Each entry should be quoted word for word, including every mark of punctuation.

+++++

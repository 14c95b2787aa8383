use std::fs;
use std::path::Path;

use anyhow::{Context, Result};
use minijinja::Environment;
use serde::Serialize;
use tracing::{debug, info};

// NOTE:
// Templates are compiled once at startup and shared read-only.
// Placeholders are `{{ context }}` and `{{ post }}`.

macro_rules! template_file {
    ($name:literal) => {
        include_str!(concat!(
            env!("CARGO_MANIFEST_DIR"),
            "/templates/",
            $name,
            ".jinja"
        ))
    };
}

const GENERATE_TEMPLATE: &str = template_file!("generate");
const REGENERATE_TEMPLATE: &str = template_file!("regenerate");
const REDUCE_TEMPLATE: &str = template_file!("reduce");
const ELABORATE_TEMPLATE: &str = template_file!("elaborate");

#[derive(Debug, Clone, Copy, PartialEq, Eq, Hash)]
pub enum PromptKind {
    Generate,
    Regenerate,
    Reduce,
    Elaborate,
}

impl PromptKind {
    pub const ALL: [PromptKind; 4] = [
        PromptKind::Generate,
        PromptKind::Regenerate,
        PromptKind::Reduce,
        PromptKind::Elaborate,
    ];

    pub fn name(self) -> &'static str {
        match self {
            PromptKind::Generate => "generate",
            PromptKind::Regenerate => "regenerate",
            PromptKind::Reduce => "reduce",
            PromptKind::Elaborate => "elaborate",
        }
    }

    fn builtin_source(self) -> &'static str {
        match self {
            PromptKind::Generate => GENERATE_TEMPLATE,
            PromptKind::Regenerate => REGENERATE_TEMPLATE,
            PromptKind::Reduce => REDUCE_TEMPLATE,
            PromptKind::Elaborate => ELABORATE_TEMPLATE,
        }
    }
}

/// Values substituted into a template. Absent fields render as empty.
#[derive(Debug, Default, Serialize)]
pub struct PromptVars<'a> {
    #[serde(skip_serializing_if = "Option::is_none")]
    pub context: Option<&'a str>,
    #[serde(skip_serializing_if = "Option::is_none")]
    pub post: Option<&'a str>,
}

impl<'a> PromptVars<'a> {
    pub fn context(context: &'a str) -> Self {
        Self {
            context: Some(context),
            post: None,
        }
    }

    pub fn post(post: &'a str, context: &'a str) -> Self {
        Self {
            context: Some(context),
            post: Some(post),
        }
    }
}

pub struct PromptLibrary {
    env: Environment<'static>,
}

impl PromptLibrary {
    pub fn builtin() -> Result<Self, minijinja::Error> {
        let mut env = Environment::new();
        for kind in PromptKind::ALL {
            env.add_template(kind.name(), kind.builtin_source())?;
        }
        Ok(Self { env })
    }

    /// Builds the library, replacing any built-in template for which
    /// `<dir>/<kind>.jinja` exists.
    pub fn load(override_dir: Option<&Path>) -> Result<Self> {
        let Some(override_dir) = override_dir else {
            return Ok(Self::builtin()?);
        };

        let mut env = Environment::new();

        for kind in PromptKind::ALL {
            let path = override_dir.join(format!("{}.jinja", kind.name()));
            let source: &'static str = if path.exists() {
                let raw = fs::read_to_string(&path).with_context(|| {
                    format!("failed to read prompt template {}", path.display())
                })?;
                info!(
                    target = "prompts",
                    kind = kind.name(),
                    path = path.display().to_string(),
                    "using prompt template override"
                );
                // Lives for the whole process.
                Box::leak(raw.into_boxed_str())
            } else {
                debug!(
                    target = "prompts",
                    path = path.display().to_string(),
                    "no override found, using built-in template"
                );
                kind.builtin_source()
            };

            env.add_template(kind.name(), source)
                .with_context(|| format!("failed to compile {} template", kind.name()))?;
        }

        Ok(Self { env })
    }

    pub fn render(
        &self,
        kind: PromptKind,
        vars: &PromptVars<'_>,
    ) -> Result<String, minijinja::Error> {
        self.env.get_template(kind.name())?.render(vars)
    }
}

+++++

REPLY TO THE EXERCISE:
repository 14c95b2787aa8383
use std::fs;
use std::path::Path;

use anyhow::{Context, Result};
use minijinja::Environment;
use serde::Serialize;
use tracing::{debug, info};

// NOTE:
// Templates are compiled once at startup and shared read-only.
// Placeholders are `{{ context }}` and `{{ post }}`.

macro_rules! template_file {
    ($name:literal) => {
        include_str!(concat!(
            env!("CARGO_MANIFEST_DIR"),
            "/templates/",
            $name,
            ".jinja"
        ))
    };
}

const GENERATE_TEMPLATE: &str = template_file!("generate");
const REGENERATE_TEMPLATE: &str = template_file!("regenerate");
const REDUCE_TEMPLATE: &str = template_file!("reduce");
const ELABORATE_TEMPLATE: &str = template_file!("elaborate");

#[derive(Debug, Clone, Copy, PartialEq, Eq, Hash)]
pub enum PromptKind {
    Generate,
    Regenerate,
    Reduce,
    Elaborate,
}

impl PromptKind {
    pub const ALL: [PromptKind; 4] = [
        PromptKind::Generate,
        PromptKind::Regenerate,
        PromptKind::Reduce,
        PromptKind::Elaborate,
    ];

    pub fn name(self) -> &'static str {
        match self {
            PromptKind::Generate => "generate",
            PromptKind::Regenerate => "regenerate",
            PromptKind::Reduce => "reduce",
            PromptKind::Elaborate => "elaborate",
        }
    }

    fn builtin_source(self) -> &'static str {
        match self {
            PromptKind::Generate => GENERATE_TEMPLATE,
            PromptKind::Regenerate => REGENERATE_TEMPLATE,
            PromptKind::Reduce => REDUCE_TEMPLATE,
            PromptKind::Elaborate => ELABORATE_TEMPLATE,
        }
    }
}

/// Values substituted into a template. Absent fields render as empty.
#[derive(Debug, Default, Serialize)]
pub struct PromptVars<'a> {
    #[serde(skip_serializing_if = "Option::is_none")]
    pub context: Option<&'a str>,
    #[serde(skip_serializing_if = "Option::is_none")]
    pub post: Option<&'a str>,
}

impl<'a> PromptVars<'a> {
    pub fn context(context: &'a str) -> Self {
        Self {
            context: Some(context),
            post: None,
        }
    }

    pub fn post(post: &'a str, context: &'a str) -> Self {
        Self {
            context: Some(context),
            post: Some(post),
        }
    }
}

pub struct PromptLibrary {
    env: Environment<'static>,
}

impl PromptLibrary {
    pub fn builtin() -> Result<Self, minijinja::Error> {
        let mut env = Environment::new();
        for kind in PromptKind::ALL {
            env.add_template(kind.name(), kind.builtin_source())?;
        }
        Ok(Self { env })
    }

    /// Builds the library, replacing any built-in template for which
    /// `<dir>/<kind>.jinja` exists.
    pub fn load(override_dir: Option<&Path>) -> Result<Self> {
        let Some(override_dir) = override_dir else {
            return Ok(Self::builtin()?);
        };

        let mut env = Environment::new();

        for kind in PromptKind::ALL {
            let path = override_dir.join(format!("{}.jinja", kind.name()));
            let source: &'static str = if path.exists() {
                let raw = fs::read_to_string(&path).with_context(|| {
                    format!("failed to read prompt template {}", path.display())
                })?;
                info!(
                    target = "prompts",
                    kind = kind.name(),
                    path = path.display().to_string(),
                    "using prompt template override"
                );
                // Lives for the whole process.
                Box::leak(raw.into_boxed_str())
            } else {
                debug!(
                    target = "prompts",
                    path = path.display().to_string(),
                    "no override found, using built-in template"
                );
                kind.builtin_source()
            };

            env.add_template(kind.name(), source)
                .with_context(|| format!("failed to compile {} template", kind.name()))?;
        }

        Ok(Self { env })
    }

    pub fn render(
        &self,
        kind: PromptKind,
        vars: &PromptVars<'_>,
    ) -> Result<String, minijinja::Error> {
        self.env.get_template(kind.name())?.render(vars)
    }
}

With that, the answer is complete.